Mindener Tageblatt: Kommentar zum Friedensnobelpreis für die EU / Ermutigung zur Zukunft

Dieser Preis war überfällig. Die Europäische Union
hat ihn lange verdient. Ein Kontinent, dessen – auch heute noch
häufig genug – im Streit liegende Völker ihre
Meinungsverschiedenheiten und Machtspiele seit Menschengedenken
regelmäßig mit allen Mitteln der jeweiligen Kriegs“kunst“ auszutragen
pflegten, hält seit bald sieben Jahrzehnten Frieden. Er exportiert
ihn sogar. Mehr noch: Der Kontinent hat sich gemeinsamen Werten
verpflichtet, setzt sie bei sich durch und fördert sie anderswo.
Frieden und Freiheit als Basis für Sicherheit und Wohlstand strahlen
weit über die Union aus. Der Preis unterstreicht mit dem Beispiel
Europa, wie konsequentes Streben nach Frieden im Wortsinn lohnt.

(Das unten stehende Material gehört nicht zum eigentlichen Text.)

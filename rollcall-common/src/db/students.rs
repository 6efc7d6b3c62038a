//! Student directory store
//!
//! Plain CRUD over `students` and `academic_details`. Students are never
//! deleted outside of a full roster replacement.

use crate::models::{NewStudent, Student, StudentUpdate, SubjectGrade};
use crate::{Error, Result};
use sqlx::sqlite::SqliteRow;
use sqlx::{Row, Sqlite, SqlitePool, Transaction};
use std::collections::HashMap;
use tracing::{debug, info};
use uuid::Uuid;

/// Message returned when roll number or email is already taken
pub const DUPLICATE_STUDENT_MESSAGE: &str =
    "A student with that roll number or email already exists.";

const STUDENT_COLUMNS: &str = "id, roll_number, name, email, parent_name, parent_phone, \
     student_phone, grade, section, avatar, gpa, attendance_percentage";

/// All students with their academic details, ordered by roll number
pub async fn list_students(pool: &SqlitePool) -> Result<Vec<Student>> {
    let rows = sqlx::query(&format!(
        "SELECT {} FROM students ORDER BY roll_number",
        STUDENT_COLUMNS
    ))
    .fetch_all(pool)
    .await?;

    let mut students: Vec<Student> = rows.iter().map(student_from_row).collect();

    let detail_rows = sqlx::query(
        "SELECT student_id, subject, grade, score FROM academic_details ORDER BY student_id, position",
    )
    .fetch_all(pool)
    .await?;

    let mut details: HashMap<String, Vec<SubjectGrade>> = HashMap::new();
    for row in &detail_rows {
        details
            .entry(row.get("student_id"))
            .or_default()
            .push(subject_grade_from_row(row));
    }

    for student in &mut students {
        if let Some(subjects) = details.remove(&student.id) {
            student.academic_details = subjects;
        }
    }

    Ok(students)
}

/// Look up one student by id
pub async fn find_student(pool: &SqlitePool, id: &str) -> Result<Option<Student>> {
    let row = sqlx::query(&format!("SELECT {} FROM students WHERE id = ?", STUDENT_COLUMNS))
        .bind(id)
        .fetch_optional(pool)
        .await?;

    let Some(row) = row else {
        return Ok(None);
    };

    let mut student = student_from_row(&row);
    student.academic_details = load_academic_details(pool, id).await?;
    Ok(Some(student))
}

/// Directory intake
///
/// New students start with GPA and attendance at zero and a generated avatar.
pub async fn create_student(pool: &SqlitePool, intake: &NewStudent) -> Result<Student> {
    let missing = intake.missing_fields();
    if !missing.is_empty() {
        return Err(Error::InvalidInput(format!(
            "All fields are required. Missing: {}",
            missing.join(", ")
        )));
    }

    let field = |value: &Option<String>| value.as_deref().unwrap_or_default().trim().to_string();

    let roll_number = field(&intake.roll_number);
    let student = Student {
        id: Uuid::new_v4().to_string(),
        avatar: avatar_url(&roll_number),
        roll_number,
        name: field(&intake.name),
        email: field(&intake.email),
        parent_name: field(&intake.parent_name),
        parent_phone: field(&intake.parent_phone),
        student_phone: field(&intake.student_phone),
        grade: field(&intake.grade),
        section: field(&intake.section),
        gpa: 0.0,
        attendance_percentage: 0.0,
        academic_details: Vec::new(),
    };

    let mut tx = pool.begin().await?;
    insert_student(&mut tx, &student).await.map_err(duplicate_message)?;
    tx.commit().await?;

    info!(student_id = %student.id, roll_number = %student.roll_number, "Student created");
    Ok(student)
}

/// Profile edit limited to name and phone numbers
pub async fn update_student(pool: &SqlitePool, id: &str, update: &StudentUpdate) -> Result<Student> {
    let result = sqlx::query(
        r#"
        UPDATE students SET
            name = COALESCE(?, name),
            parent_phone = COALESCE(?, parent_phone),
            student_phone = COALESCE(?, student_phone),
            updated_at = CURRENT_TIMESTAMP
        WHERE id = ?
        "#,
    )
    .bind(update.name())
    .bind(update.parent_phone())
    .bind(update.student_phone())
    .bind(id)
    .execute(pool)
    .await?;

    if result.rows_affected() == 0 {
        return Err(Error::NotFound(format!("Student not found: {}", id)));
    }

    debug!(student_id = %id, "Student profile updated");

    find_student(pool, id)
        .await?
        .ok_or_else(|| Error::NotFound(format!("Student not found: {}", id)))
}

/// Replace the whole roster (students, academic details, attendance)
///
/// Blank ids in the input are assigned fresh UUIDs. Returns the number of
/// students written.
pub async fn replace_roster(pool: &SqlitePool, roster: &[Student]) -> Result<usize> {
    let mut tx = pool.begin().await?;

    sqlx::query("DELETE FROM academic_details").execute(&mut *tx).await?;
    sqlx::query("DELETE FROM attendance").execute(&mut *tx).await?;
    sqlx::query("DELETE FROM students").execute(&mut *tx).await?;

    for student in roster {
        let mut student = student.clone();
        if student.id.trim().is_empty() {
            student.id = Uuid::new_v4().to_string();
        }
        if student.avatar.trim().is_empty() {
            student.avatar = avatar_url(&student.roll_number);
        }
        insert_student(&mut tx, &student).await.map_err(duplicate_message)?;
        info!(roll_number = %student.roll_number, "Seeded student: {}", student.name);
    }

    tx.commit().await?;
    Ok(roster.len())
}

async fn insert_student(tx: &mut Transaction<'_, Sqlite>, student: &Student) -> Result<()> {
    sqlx::query(
        r#"
        INSERT INTO students (
            id, roll_number, name, email, parent_name, parent_phone,
            student_phone, grade, section, avatar, gpa, attendance_percentage
        ) VALUES (?, ?, ?, ?, ?, ?, ?, ?, ?, ?, ?, ?)
        "#,
    )
    .bind(&student.id)
    .bind(&student.roll_number)
    .bind(&student.name)
    .bind(&student.email)
    .bind(&student.parent_name)
    .bind(&student.parent_phone)
    .bind(&student.student_phone)
    .bind(&student.grade)
    .bind(&student.section)
    .bind(&student.avatar)
    .bind(student.gpa)
    .bind(student.attendance_percentage)
    .execute(&mut **tx)
    .await?;

    for (position, detail) in student.academic_details.iter().enumerate() {
        sqlx::query(
            "INSERT INTO academic_details (student_id, position, subject, grade, score) VALUES (?, ?, ?, ?, ?)",
        )
        .bind(&student.id)
        .bind(position as i64)
        .bind(&detail.subject)
        .bind(&detail.grade)
        .bind(detail.score)
        .execute(&mut **tx)
        .await?;
    }

    Ok(())
}

async fn load_academic_details(pool: &SqlitePool, student_id: &str) -> Result<Vec<SubjectGrade>> {
    let rows = sqlx::query(
        "SELECT subject, grade, score FROM academic_details WHERE student_id = ? ORDER BY position",
    )
    .bind(student_id)
    .fetch_all(pool)
    .await?;

    Ok(rows.iter().map(subject_grade_from_row).collect())
}

fn student_from_row(row: &SqliteRow) -> Student {
    Student {
        id: row.get("id"),
        roll_number: row.get("roll_number"),
        name: row.get("name"),
        email: row.get("email"),
        parent_name: row.get("parent_name"),
        parent_phone: row.get("parent_phone"),
        student_phone: row.get("student_phone"),
        grade: row.get("grade"),
        section: row.get("section"),
        avatar: row.get("avatar"),
        gpa: row.get("gpa"),
        attendance_percentage: row.get("attendance_percentage"),
        academic_details: Vec::new(),
    }
}

fn subject_grade_from_row(row: &SqliteRow) -> SubjectGrade {
    SubjectGrade {
        subject: row.get("subject"),
        grade: row.get("grade"),
        score: row.get("score"),
    }
}

fn avatar_url(roll_number: &str) -> String {
    format!("https://i.pravatar.cc/150?u={}", roll_number)
}

fn duplicate_message(err: Error) -> Error {
    match err {
        Error::Conflict(_) => Error::Conflict(DUPLICATE_STUDENT_MESSAGE.to_string()),
        other => other,
    }
}
//! Event types and broadcast bus
//!
//! The workflow emits events as it runs; the SSE endpoint forwards them to
//! dashboards. Emitting never blocks and never fails the workflow.

use crate::models::{AttendanceStatus, NotificationLogEntry, TransmissionStage};
use chrono::{DateTime, Utc};
use serde::{Deserialize, Serialize};
use tokio::sync::broadcast;

/// Roll-call event types
#[derive(Debug, Clone, Serialize, Deserialize)]
#[serde(tag = "type")]
pub enum RollcallEvent {
    /// Roll-call status applied to a student (optimistic, before persistence)
    AttendanceMarked {
        student_id: String,
        status: AttendanceStatus,
        timestamp: DateTime<Utc>,
    },

    /// Transmission stage changed; `None` means the entry was cleared (idle)
    StageChanged {
        student_id: String,
        stage: Option<TransmissionStage>,
        timestamp: DateTime<Utc>,
    },

    /// An SMS was delivered and logged (drives the toast)
    NotificationSent { entry: NotificationLogEntry },
}

impl RollcallEvent {
    /// Event name used as the SSE `event:` field
    pub fn event_type(&self) -> &'static str {
        match self {
            RollcallEvent::AttendanceMarked { .. } => "AttendanceMarked",
            RollcallEvent::StageChanged { .. } => "StageChanged",
            RollcallEvent::NotificationSent { .. } => "NotificationSent",
        }
    }
}

/// Broadcast channel shared by the workflow and SSE subscribers
#[derive(Clone)]
pub struct EventBus {
    tx: broadcast::Sender<RollcallEvent>,
    capacity: usize,
}

impl EventBus {
    /// Creates a new EventBus; slow subscribers lose the oldest events
    /// once `capacity` is exceeded
    pub fn new(capacity: usize) -> Self {
        let (tx, _) = broadcast::channel(capacity);
        Self { tx, capacity }
    }

    /// Subscribe to all future events
    pub fn subscribe(&self) -> broadcast::Receiver<RollcallEvent> {
        self.tx.subscribe()
    }

    /// Emit an event, ignoring if no subscribers are listening
    pub fn emit_lossy(&self, event: RollcallEvent) {
        let _ = self.tx.send(event);
    }

    /// Get the current number of active subscribers
    pub fn subscriber_count(&self) -> usize {
        self.tx.receiver_count()
    }

    /// Get the configured channel capacity
    pub fn capacity(&self) -> usize {
        self.capacity
    }
}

Allen unstreitig vorhandenen Schwierigkeiten und kritikwürdigen
Zuständen zum Trotz. Dieser Preis kommt zur rechten Zeit. Die
Europäische Union kann ihn gerade jetzt gut gebrauchen. Längst sind
die Bürger gewohnt, äußere wie innere Sicherheit, Demokratie und eine
im Vergleich zu den Lebensumständen Milliarden anderer Menschen
komfortable Existenz als selbstverständlich zu empfinden. Da fällt es
leicht, die unvermeidlichen Schattenseiten der gewaltigen
Kompromiss-Maschine EU zunehmend als grundsätzliche
Konstruktionsfehler wahrzunehmen statt als Reparaturbedarf an
weiterer Integration. Vor allem die Schuldenkrise, die die gerade
erst ins Leben gerufene gemeinsame Währung in den Grundfesten
bedroht, wird nicht nur an manchem Stammtisch zum Wiedergänger
einstiger Verteilungskonflikte. Aber auch bürokratischer
Gängelungswahn, Legitimationsdefizit, Interessengeschacher (wenn es
um die der anderen geht), Bürgerferne nagen am Image. Der Preis
zeigt, dass die Idee der Europäischen Union aus mehr besteht als
Sonntagsreden, Gipfelgezerre, Geld und normierten Gurken. Er ruft in
Erinnerung, was vorher war. Er macht deutlich, dass die Zukunft nicht
im Gestern liegen kann. Europas Chance ist mehr Europa. Der Preis ist
nicht nur eine Auszeichnung, er ist eine Ermutigung.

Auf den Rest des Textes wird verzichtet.